Count the people you see today with that number - one in eight - in mind. The eighth person you passed on the street on the way to work? She can't hop in the shower to warm up first thing on a crisp fall morning. The sixteenth car you passed on your way home? The driver can't splash cool water on his face to wash off the sweat of a long hike under a hot sun. The twenty-fourth person you pushed your cart past in the grocery store yesterday evening? Her kids are always thirsty, because she has to use what little water she has, dirty as it is, to cook enough food to keep them from starvation.
Meanwhile, every hamburger we eat is the result of hundreds of liters of water - for just one meal. (The estimates on the water used during the production of a single hamburger vary widely, ranging from a little more than 100 liters all the way up to 2,400 liters, or about 27-634 U.S. gallons.) Have an iPhone? Every charge uses half a liter of water's worth of electricity. (And there's probably an app for that.) In 2010, 2.5 billion people don't have access to a toilet - and 1.2 billion don't have any bathroom facilities at all - but only about 1 billion people worldwide don't have a cell phone.
I'm not saying that we should give up our showers and our filtered water and our favorite meals in a fit of guilt. That wouldn't do anyone much good. What I am saying is that not enough of us are aware that there's a global water crisis - and that needs to change.

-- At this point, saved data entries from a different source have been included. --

//! Media element output tap.

use std::sync::atomic::{AtomicBool, AtomicU64, Ordering};
use std::sync::Arc;

use dasp_graph::{Buffer, Input};
use rtrb::Consumer;

use crate::node::{AudioNode, ProcessContext};

/// Transport commands sent from a media element to its tap.
///
/// These travel on the element's own queue rather than the graph's message
/// queue. Before the tap is bound the element applies them directly.
#[derive(Clone, Debug)]
pub enum MediaCommand {
    /// Replace the source with pre-decoded interleaved samples.
    Load {
        samples: Arc<[f32]>,
        channels: usize,
        sample_rate: u32,
    },
    /// Start or resume; restarts from the beginning after the end was reached.
    Play,
    /// Pause (keeps position).
    Pause,
    /// Seek to position in seconds.
    Seek(f64),
}

/// Playback position shared between a tap and its element.
#[derive(Debug, Default)]
pub struct Playhead {
    frame: AtomicU64,
    ended: AtomicBool,
}

impl Playhead {
    /// Position in source frames as of the last processed block.
    pub fn frame(&self) -> u64 {
        self.frame.load(Ordering::Relaxed)
    }

    /// Clear and return the end-of-track flag.
    pub fn take_ended(&self) -> bool {
        self.ended.swap(false, Ordering::Relaxed)
    }

    pub(crate) fn set_frame(&self, frame: u64) {
        self.frame.store(frame, Ordering::Relaxed);
    }
}

/// Reads a media element's decoded audio into the graph.
///
/// Sources at a different rate than the graph are converted with linear
/// interpolation, which is plenty for a listening aid.
pub struct MediaTap {
    commands: Consumer<MediaCommand>,
    playhead: Arc<Playhead>,
    samples: Arc<[f32]>,
    channels: usize,
    sample_rate: u32,
    /// Fractional position in source frames
    position: f64,
    playing: bool,
}

impl MediaTap {
    pub fn new(commands: Consumer<MediaCommand>, playhead: Arc<Playhead>) -> Self {
        Self {
            commands,
            playhead,
            samples: Arc::from(Vec::new()),
            channels: 1,
            sample_rate: 44_100,
            position: 0.0,
            playing: false,
        }
    }

    #[inline]
    fn frames(&self) -> usize {
        self.samples.len() / self.channels
    }

    #[inline]
    pub fn is_playing(&self) -> bool {
        self.playing
    }

    /// Apply a transport command immediately.
    pub(crate) fn apply(&mut self, cmd: MediaCommand) {
        match cmd {
            MediaCommand::Load {
                samples,
                channels,
                sample_rate,
            } => {
                self.samples = samples;
                self.channels = channels.max(1);
                self.sample_rate = sample_rate.max(1);
                self.position = 0.0;
                self.playing = false;
                self.playhead.ended.store(false, Ordering::Relaxed);
                self.playhead.set_frame(0);
            }
            MediaCommand::Play => {
                if self.position >= self.frames() as f64 {
                    self.position = 0.0;
                }
                self.playing = true;
            }
            MediaCommand::Pause => self.playing = false,
            MediaCommand::Seek(secs) => {
                let frame = (secs.max(0.0) * self.sample_rate as f64).floor();
                self.position = frame.min(self.frames() as f64);
                self.playhead.ended.store(false, Ordering::Relaxed);
                self.playhead.set_frame(self.position as u64);
            }
        }
    }

    #[inline]
    fn sample_at(&self, frame: usize, ch: usize) -> f32 {
        self.samples[frame * self.channels + ch]
    }
}

impl AudioNode for MediaTap {
    type Message = ();

    fn process(
        &mut self,
        ctx: &ProcessContext,
        _messages: impl Iterator<Item = ()>,
        _inputs: &[Input],
        outputs: &mut [Buffer],
    ) {
        while let Ok(cmd) = self.commands.pop() {
            self.apply(cmd);
        }

        if outputs.is_empty() {
            return;
        }

        let frames = self.frames();
        if !self.playing || frames == 0 {
            for buffer in outputs.iter_mut() {
                buffer.silence();
            }
            self.playhead.set_frame(self.position as u64);
            return;
        }

        let step = self.sample_rate as f64 / ctx.sample_rate as f64;
        let buffer_len = outputs[0].len();
        let mut written = buffer_len;

        for i in 0..buffer_len {
            let idx = self.position as usize;
            if idx >= frames {
                self.playing = false;
                self.playhead.ended.store(true, Ordering::Relaxed);
                written = i;
                break;
            }
            let next = (idx + 1).min(frames - 1);
            let frac = (self.position - idx as f64) as f32;

            for (ch, buffer) in outputs.iter_mut().enumerate() {
                // Map output channel to source channel (wrap if more outputs than source)
                let src_ch = ch % self.channels;
                let a = self.sample_at(idx, src_ch);
                let b = self.sample_at(next, src_ch);
                buffer[i] = a + (b - a) * frac;
            }

            self.position += step;
        }

        // Fill remaining with silence
        for buffer in outputs.iter_mut() {
            buffer[written..].iter_mut().for_each(|s| *s = 0.0);
        }
        self.playhead.set_frame(self.position.min(frames as f64) as u64);
    }

    #[inline]
    fn num_inputs(&self) -> usize { 0 }

    #[inline]
    fn num_outputs(&self) -> usize { 2 }
}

The first step toward solving a problem is recognizing it, and that's what we need to do. We need to think about water the way we think about what we're going to have for dinner, or what one thing we really want to do tomorrow - it needs to be something that's always there, at the back of our minds. That way, when you're washing dishes, shutting off the tap in between rinsing plates will become a habit, if it isn't already. So will waiting until you have a full load to do the laundry, taking shorter showers and turning off the water when you brush your teeth. You might mention to your neighbor that the barrel in your backyard is for collecting rainwater to use for watering your garden so that you can donate your water bill savings to an organization that provides clean water to communities in Africa. He might think, "Wow, that's a great idea," and do the same. Gradually, the message will get out: water is precious and scarce, and we need to help more people gain access to what they need to survive.
So here's what I want you to join me in doing today:
- Visit the Blog Action Day website. Read up on water - its scarcity, the hardships people experience trying to get it and ways to start solving the problem. Think about what you read, and share it with a few people you talk to today. (The statistic that touched me most? 42,000 people die every week - 38,000 of them children under five - from not enough water, unsafe water and unhygienic living conditions. That adds up to more people than are killed by violence, including war, every year.)

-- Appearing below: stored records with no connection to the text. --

//! Ramped gain stage

use std::sync::atomic::{AtomicU32, Ordering};
use std::sync::Arc;

use dasp_graph::{Buffer, Input};

use crate::node::{AudioNode, ProcessContext, BLOCK_SIZE};

/// Messages to control gain
#[derive(Clone, Copy, Debug, PartialEq)]
pub enum GainMessage {
    /// Jump to a gain immediately, cancelling any ramp in flight.
    SetGain(f32),
    /// Cancel any ramp in flight and ramp linearly from the current effective
    /// gain to `target` over `samples` samples.
    RampTo { target: f32, samples: u32 },
}

/// Read-only view of the gain a [`Gain`] node is actually applying.
///
/// Updated once per processed block.
#[derive(Clone, Debug)]
pub struct GainMonitor(Arc<AtomicU32>);

impl GainMonitor {
    fn new(value: f32) -> Self {
        Self(Arc::new(AtomicU32::new(value.to_bits())))
    }

    fn store(&self, value: f32) {
        self.0.store(value.to_bits(), Ordering::Relaxed);
    }

    /// The effective gain at the end of the last processed block.
    pub fn effective(&self) -> f32 {
        f32::from_bits(self.0.load(Ordering::Relaxed))
    }
}

/// Amplitude scaling with click-free linear ramps.
///
/// There is no limiter after this stage. Gains above 1.0 are allowed to clip
/// at the output.
pub struct Gain {
    current: f32,
    target: f32,
    step: f32,
    remaining: u32,
    monitor: GainMonitor,
}

impl Gain {
    /// Create a new gain node resting at `gain`
    pub fn new(gain: f32) -> Self {
        Self {
            current: gain,
            target: gain,
            step: 0.0,
            remaining: 0,
            monitor: GainMonitor::new(gain),
        }
    }

    /// A monitor that reports the effective gain from the control side.
    pub fn monitor(&self) -> GainMonitor {
        self.monitor.clone()
    }

    #[inline]
    pub fn effective(&self) -> f32 {
        self.current
    }

    #[inline]
    pub fn target(&self) -> f32 {
        self.target
    }

    fn handle(&mut self, msg: GainMessage) {
        match msg {
            GainMessage::SetGain(g) => {
                self.current = g;
                self.target = g;
                self.remaining = 0;
                self.step = 0.0;
            }
            GainMessage::RampTo { target, samples } => {
                // start from wherever the previous ramp got to
                let samples = samples.max(1);
                self.target = target;
                self.remaining = samples;
                self.step = (target - self.current) / samples as f32;
            }
        }
    }

    #[inline]
    fn advance(&mut self) -> f32 {
        if self.remaining > 0 {
            self.remaining -= 1;
            self.current = if self.remaining == 0 {
                self.target
            } else {
                self.current + self.step
            };
        }
        self.current
    }
}

impl AudioNode for Gain {
    type Message = GainMessage;

    fn process(
        &mut self,
        _ctx: &ProcessContext,
        messages: impl Iterator<Item = GainMessage>,
        inputs: &[Input],
        outputs: &mut [Buffer],
    ) {
        for msg in messages {
            self.handle(msg);
        }

        // The curve advances even with nothing connected so the ramp
        // keeps wall-clock time.
        let mut curve = [0.0f32; BLOCK_SIZE];
        for g in curve.iter_mut() {
            *g = self.advance();
        }
        self.monitor.store(self.current);

        let in_buffers = inputs.first().map(|i| i.buffers()).unwrap_or(&[]);
        if in_buffers.is_empty() {
            for buffer in outputs.iter_mut() {
                buffer.silence();
            }
            return;
        }

        for (ch, out_buffer) in outputs.iter_mut().enumerate() {
            // Get input for this channel, or last available channel
            let in_buffer = &in_buffers[ch.min(in_buffers.len() - 1)];
            for ((out, &sample), &g) in out_buffer.iter_mut().zip(in_buffer.iter()).zip(curve.iter()) {
                *out = sample * g;
            }
        }
    }

    #[inline]
    fn num_inputs(&self) -> usize { 1 }

    #[inline]
    fn num_outputs(&self) -> usize { 2 } // Stereo pass-through
}

#[cfg(test)]
mod tests {
    use super::*;

    const CTX: ProcessContext = ProcessContext {
        sample_rate: 48_000,
        buffer_size: BLOCK_SIZE,
    };

    fn run_block(gain: &mut Gain, msgs: Vec<GainMessage>) -> [f32; BLOCK_SIZE] {
        let mut curve = [0.0; BLOCK_SIZE];
        for msg in msgs {
            gain.handle(msg);
        }
        for g in curve.iter_mut() {
            *g = gain.advance();
        }
        curve
    }

    #[test]
    fn ramp_reaches_target_exactly() {
        let mut gain = Gain::new(1.0);
        let first = run_block(&mut gain, vec![GainMessage::RampTo { target: 2.0, samples: 128 }]);
        assert!(first[0] > 1.0 && first[0] < 1.02);
        assert!(first.windows(2).all(|w| w[1] >= w[0]));
        assert!(gain.effective() < 2.0);

        let second = run_block(&mut gain, vec![]);
        assert_eq!(second[BLOCK_SIZE - 1], 2.0);
        assert_eq!(gain.effective(), 2.0);

        // resting afterwards
        let third = run_block(&mut gain, vec![]);
        assert!(third.iter().all(|&g| g == 2.0));
    }

    #[test]
    fn new_ramp_starts_from_effective_value() {
        let mut gain = Gain::new(0.0);
        run_block(&mut gain, vec![GainMessage::RampTo { target: 4.0, samples: 256 }]);
        let midway = gain.effective();
        assert!(midway > 0.0 && midway < 4.0);

        // superseding ramp heads down from where the first one got to
        let curve = run_block(&mut gain, vec![GainMessage::RampTo { target: 0.5, samples: 64 }]);
        assert!(curve[0] < midway);
        assert_eq!(curve[BLOCK_SIZE - 1], 0.5);
        assert_eq!(gain.target(), 0.5);
    }

    #[test]
    fn set_gain_cancels_ramp() {
        let mut gain = Gain::new(1.0);
        run_block(&mut gain, vec![GainMessage::RampTo { target: 3.0, samples: 4800 }]);
        let curve = run_block(&mut gain, vec![GainMessage::SetGain(0.25)]);
        assert!(curve.iter().all(|&g| g == 0.25));
    }

    #[test]
    fn unconnected_gain_outputs_silence_and_updates_monitor() {
        let mut gain = Gain::new(1.0);
        let monitor = gain.monitor();
        let mut outputs = [Buffer::default(), Buffer::default()];
        outputs[0][3] = 1.0;

        gain.process(
            &CTX,
            [GainMessage::SetGain(3.5)].into_iter(),
            &[],
            &mut outputs,
        );

        assert!(outputs.iter().all(|b| b.iter().all(|&s| s == 0.0)));
        assert_eq!(monitor.effective(), 3.5);
    }
}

- Monitor your water usage. Be conscious about reducing the water waste in your home, even just by turning the tap off a few seconds faster every time you use it. A great idea my brother's family uses is saving the water from my niece's baths to water their yard.
- Lend a hand. Fortunately, there are some fantastic organizations working globally to combat this problem and making some real progress, at least one of which I've written about on this blog before. charity: water, Ryan's Well Foundation and Water.org make it their business to raise awareness and work to get clean water to the people who need it most. As you think about where you might make donations at the end of this year, a popular time for charitable giving, consider them.
This post was written as part of Change.org's Blog Action Day 2010. There are more than 5,016 blogs in 137 countries participating right now - to add yours, click here. Blog Action Day 2010 is also taking place on Twitter, using hashtag #BAD10. To read a travel-centric post about the water crisis and how travelers can help, visit Diary of a Wandering Student.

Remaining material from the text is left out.